Task prompt
Where does the string "impl" occur in the entries below? Copy every line where it does.

Extracted records
======
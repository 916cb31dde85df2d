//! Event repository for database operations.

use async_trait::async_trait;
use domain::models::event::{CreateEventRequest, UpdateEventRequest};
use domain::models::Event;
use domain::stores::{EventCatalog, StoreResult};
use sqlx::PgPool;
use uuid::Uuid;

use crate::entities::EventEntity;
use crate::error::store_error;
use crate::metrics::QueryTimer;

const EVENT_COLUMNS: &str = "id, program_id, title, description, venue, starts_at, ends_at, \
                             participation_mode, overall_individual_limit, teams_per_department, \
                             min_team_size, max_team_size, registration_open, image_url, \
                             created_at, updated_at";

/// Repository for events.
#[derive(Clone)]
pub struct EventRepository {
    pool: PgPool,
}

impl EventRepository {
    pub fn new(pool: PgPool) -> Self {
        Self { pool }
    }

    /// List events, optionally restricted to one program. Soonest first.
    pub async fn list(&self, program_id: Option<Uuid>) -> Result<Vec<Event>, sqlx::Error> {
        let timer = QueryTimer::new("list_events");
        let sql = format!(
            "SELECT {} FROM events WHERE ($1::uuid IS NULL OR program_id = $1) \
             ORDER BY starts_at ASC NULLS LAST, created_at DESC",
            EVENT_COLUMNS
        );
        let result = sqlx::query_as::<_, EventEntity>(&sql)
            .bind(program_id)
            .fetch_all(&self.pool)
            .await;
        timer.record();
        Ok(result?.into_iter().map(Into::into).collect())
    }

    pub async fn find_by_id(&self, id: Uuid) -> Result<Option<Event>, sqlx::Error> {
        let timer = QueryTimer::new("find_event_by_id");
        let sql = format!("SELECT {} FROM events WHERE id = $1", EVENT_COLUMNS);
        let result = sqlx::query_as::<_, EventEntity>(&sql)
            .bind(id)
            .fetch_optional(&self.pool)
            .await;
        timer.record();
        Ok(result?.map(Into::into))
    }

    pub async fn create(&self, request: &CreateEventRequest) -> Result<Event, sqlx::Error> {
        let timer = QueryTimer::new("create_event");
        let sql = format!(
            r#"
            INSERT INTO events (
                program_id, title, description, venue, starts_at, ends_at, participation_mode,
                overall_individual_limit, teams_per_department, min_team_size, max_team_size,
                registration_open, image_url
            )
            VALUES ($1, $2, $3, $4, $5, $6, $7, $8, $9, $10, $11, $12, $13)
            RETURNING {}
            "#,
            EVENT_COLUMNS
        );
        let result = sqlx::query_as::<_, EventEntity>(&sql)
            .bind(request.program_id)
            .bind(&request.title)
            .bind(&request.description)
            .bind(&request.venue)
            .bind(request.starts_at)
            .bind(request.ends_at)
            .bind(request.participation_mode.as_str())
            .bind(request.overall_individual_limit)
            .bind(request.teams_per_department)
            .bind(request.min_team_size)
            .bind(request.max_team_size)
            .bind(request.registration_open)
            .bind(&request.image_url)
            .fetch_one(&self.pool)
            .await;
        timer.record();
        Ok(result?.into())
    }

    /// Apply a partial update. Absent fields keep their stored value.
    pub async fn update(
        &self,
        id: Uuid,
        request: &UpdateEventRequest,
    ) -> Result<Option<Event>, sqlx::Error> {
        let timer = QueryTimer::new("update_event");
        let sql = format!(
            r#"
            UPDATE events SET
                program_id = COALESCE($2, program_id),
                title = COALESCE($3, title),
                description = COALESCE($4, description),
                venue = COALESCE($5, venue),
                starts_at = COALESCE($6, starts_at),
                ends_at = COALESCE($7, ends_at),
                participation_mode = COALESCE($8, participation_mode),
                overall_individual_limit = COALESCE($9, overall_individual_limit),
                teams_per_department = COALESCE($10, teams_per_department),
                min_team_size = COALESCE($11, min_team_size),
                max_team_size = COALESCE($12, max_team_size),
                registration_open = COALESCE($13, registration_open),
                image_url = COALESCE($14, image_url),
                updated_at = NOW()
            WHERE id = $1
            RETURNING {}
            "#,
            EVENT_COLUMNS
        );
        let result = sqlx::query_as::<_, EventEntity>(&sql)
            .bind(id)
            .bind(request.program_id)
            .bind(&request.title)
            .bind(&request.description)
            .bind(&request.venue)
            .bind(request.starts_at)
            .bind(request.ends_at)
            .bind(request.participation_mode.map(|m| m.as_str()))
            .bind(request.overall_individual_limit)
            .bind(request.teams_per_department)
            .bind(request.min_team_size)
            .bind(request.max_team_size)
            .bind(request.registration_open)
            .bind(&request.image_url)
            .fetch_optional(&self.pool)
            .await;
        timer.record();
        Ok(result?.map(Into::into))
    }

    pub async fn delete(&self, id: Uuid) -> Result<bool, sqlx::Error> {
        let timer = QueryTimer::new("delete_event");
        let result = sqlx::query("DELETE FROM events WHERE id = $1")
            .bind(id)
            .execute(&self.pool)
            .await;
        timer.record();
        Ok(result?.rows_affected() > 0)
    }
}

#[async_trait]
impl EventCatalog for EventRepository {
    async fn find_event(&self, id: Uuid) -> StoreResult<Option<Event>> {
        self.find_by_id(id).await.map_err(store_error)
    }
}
======
Task answer
impl EventRepository {
impl EventCatalog for EventRepository {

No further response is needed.